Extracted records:
[Start of Attachment]

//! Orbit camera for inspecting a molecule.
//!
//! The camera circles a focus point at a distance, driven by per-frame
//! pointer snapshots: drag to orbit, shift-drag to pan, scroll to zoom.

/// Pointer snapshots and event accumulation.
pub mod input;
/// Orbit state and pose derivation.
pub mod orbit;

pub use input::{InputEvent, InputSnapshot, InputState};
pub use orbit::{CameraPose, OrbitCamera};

[End of Attachment]

WHAT YOU SHOULD DO: For the string "input", go through the entries above and copy each line where it occurs.

TASK ANSWER:
pub mod input;
pub use input::{InputEvent, InputSnapshot, InputState};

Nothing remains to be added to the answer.